Like Polanyi’s medical student discussed earlier, Tanaka was initially puzzled by what the master baker was doing—‘at first, everything was a surprise’ (Nonaka and Takeuchi, 1995: 104), as she put it. Her ‘repeated failures’ were due not to lack of knowledge as such, but due to not having interiorized the relevant knowledge yet. When, through practice, she began to assimilate the knowledge involved in kneading bread—namely, when she became subsidiarily aware of how she was kneading—she could, subsequently, turn her focal awareness to the task at hand: kneading bread, as opposed to imitating the master. Knowledge now became a tool to be tacitly known and uncritically used in the service of an objective. ‘Kneading bread’ ceased to be an object of focal awareness and became an instrument for actually kneading bread—a subsidiarily known tool for getting things done (Winograd and Flores, 1987: 27–37). For Tanaka to ‘convert’ her kneading skill into explicit knowledge, she would need to focus her attention on her subsidiary knowledge, thereby becoming focally aware of it. In that event, however, she would no longer be engaged in the same activity, namely bread kneading, but in the activity of thinking about bread kneading, which is a different matter. The particulars of her skill were ‘logically unspecifiable’ (Polanyi, 1962: 56): their specification would logically contradict and practically paralyze the performance at hand.

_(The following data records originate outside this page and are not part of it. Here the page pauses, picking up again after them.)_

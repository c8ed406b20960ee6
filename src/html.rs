use maud::{DOCTYPE, Markup, PreEscaped, html};

use std::sync::OnceLock;

use numfmt::{Formatter, Precision};

// Link styles
pub const LINK_STYLE: &str = "text-blue-600 hover:text-blue-500 \
    dark:text-blue-500 dark:hover:text-blue-400 underline";

// Button styles
pub const BUTTON_PRIMARY_STYLE: &str = "px-4 py-2 bg-blue-500
    dark:bg-blue-600 hover:bg-blue-600 hover:dark:bg-blue-700 text-white rounded";

// Form styles
pub const FORM_LABEL_STYLE: &str = "block mb-2 text-sm font-medium text-gray-900 dark:text-white";
pub const FORM_TEXT_INPUT_STYLE: &str = "block w-full p-2.5 rounded text-sm \
    text-gray-900 dark:text-white bg-gray-50 \
    dark:bg-gray-700 border border-gray-300 dark:border-gray-600 \
    dark:placeholder-gray-400 focus:ring-blue-600 focus:border-blue-600";

// Table styles
pub const TABLE_HEADER_STYLE: &str = "text-xs text-gray-700 uppercase \
    bg-gray-50 dark:bg-gray-700 dark:text-gray-400";

pub const TABLE_ROW_STYLE: &str = "bg-white border-b dark:bg-gray-800 dark:border-gray-700";

pub const TABLE_CELL_STYLE: &str = "px-6 py-4";

// Page container
pub const PAGE_CONTAINER_STYLE: &str =
    "flex flex-col items-center px-6 py-8 mx-auto lg:py-5 text-gray-900 dark:text-white";

pub enum HeadElement {
    /// The file path or URL to a JavaScript script.
    ScriptLink(String),
    /// JavaScript source code.
    ScriptSource(PreEscaped<String>),
}

pub fn base(title: &str, head_elements: &[HeadElement], content: &Markup) -> Markup {
    html! {
        (DOCTYPE)
        html lang="en"
        {
            head
            {
                meta charset="UTF-8";
                meta name="viewport" content="width=device-width, initial-scale=1.0";
                title { (title) " - Sales Dashboard" }
                link href="/static/main.css" rel="stylesheet";

                @for element in head_elements
                {
                    @match element
                    {
                        HeadElement::ScriptSource(text) => script { (text) }
                        HeadElement::ScriptLink(path) => script src=(path) {}
                    }
                }
            }

            body class="container max-w-full min-h-screen bg-gray-50 dark:bg-gray-900"
            {
                (content)
            }
        }
    }
}

pub fn error_view(title: &str, header: &str, description: &str, fix: &str) -> Markup {
    // Template adapted from https://flowbite.com/blocks/marketing/404/
    let content = html!(
        section class="bg-white dark:bg-gray-900"
        {
            div class="py-8 px-4 mx-auto max-w-screen-xl lg:py-16 lg:px-6"
            {
                div class="mx-auto max-w-screen-sm text-center"
                {
                    h1
                        class="mb-4 text-7xl tracking-tight font-extrabold
                            lg:text-9xl text-blue-600 dark:text-blue-500"
                    {
                        (header)
                    }

                    p
                        class="mb-4 text-3xl md:text-4xl tracking-tight
                            font-bold text-gray-900 dark:text-white"
                    {
                        (description)
                    }

                    p
                        class="mb-4 text-1xl md:text-2xl tracking-tight
                            text-gray-900 dark:text-white"
                    {
                        (fix)
                    }

                    a
                        href="/"
                        class="inline-flex text-white bg-blue-600
                            hover:bg-blue-800 focus:ring-4 focus:outline-hidden
                            focus:ring-blue-300 font-medium rounded text-sm px-5
                            py-2.5 text-center dark:focus:ring-blue-900 my-4"
                    {
                        "Back to Dashboard"
                    }
                }
            }
        }
    );

    base(title, &[], &content)
}

pub fn format_currency(number: f64) -> String {
    static POSITIVE_FMT: OnceLock<Option<Formatter>> = OnceLock::new();

    let positive_fmt = POSITIVE_FMT.get_or_init(|| {
        Formatter::currency("$")
            .ok()
            .map(|formatter| formatter.precision(Precision::Decimals(2)))
    });

    let Some(positive_fmt) = positive_fmt else {
        return format!("${number:.2}");
    };

    // Prices are never negative, so zero is the only special case.
    if number <= 0.0 {
        return "$0.00".to_owned();
    }

    let mut formatted_string = positive_fmt.fmt_string(number);

    // numfmt drops trailing zeros, e.g. "12.30" is rendered as "12.3" and
    // "200.00" as "200", so pad back out to two decimal places.
    match formatted_string.rfind('.') {
        None => formatted_string.push_str(".00"),
        Some(dot) if formatted_string.len() - dot == 2 => formatted_string.push('0'),
        Some(_) => {}
    }

    formatted_string
}

/// A link with blue text.
pub fn link(url: &str, text: &str) -> Markup {
    html! (
        a href=(url) class=(LINK_STYLE)
        {
          (text)
        }
    )
}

Of course, one might acknowledge this and still insist, along with Ambrosini and Bowman (2001) and Eraut (2000), that Tanaka could, ex post facto, reflect on her kneading skill, in the context of discussing bread kneading with her colleagues (the engineers), and turn it into explicit knowledge. But this would be a problematic claim to make for, in such an event, she would no longer be describing her kneading skill in toto but only its technical part: that which is possible to represent in rules, principles, and maxims—in short, in propositions. What she has to say about the ‘ineffable’ (Polanyi, 1962: 87–95) part of her skill, that which is tacitly known, she has already ‘said’ through her action—the kneading of bread (cf. Oakeshott, 1991: 14; Janik, 1992: 37). As Polanyi so perceptively argued, you cannot view subsidiary particulars as they allegedly are in themselves for they exist always in conjunction with the focus through which you attend to them, and that makes them unspecifiable. In his words:

Subsidiary or instrumental knowledge, as I have defined it, is not known in itself but is known in terms of something focally known, to the quality of which it contributes; and to this extent it is unspecifiable. Analysis may bring subsidiary knowledge into focus and formulate it as a maxim or as a feature in a physiognomy, but such specification is in general not exhaustive. Although the expert diagnostician, taxonomist and cotton-classer can indicate their clues and formulate their maxims, they know many more things than they can tell, knowing them only in practice, as instrumental particulars, and not explicitly, as objects. The knowledge of such particulars is therefore ineffable, and the pondering of a judgment in terms of such particulars is an ineffable process of thought.

(Polanyi, 1962: 88)

If the above is accepted, it follows that Tanaka neither ‘transferred’ her tacit knowledge to the engineers, nor did she ‘convert’ her kneading skill into explicit knowledge, as Nonaka and Takeuchi (1995: 104 and 105) suggest. She could do neither of these things simply because, following Polanyi’s and Oakeshott’s definitions of tacit and practical knowledge respectively, skillful knowing contains an ineffable element; it is based on an act of personal insight that is essentially inexpressible.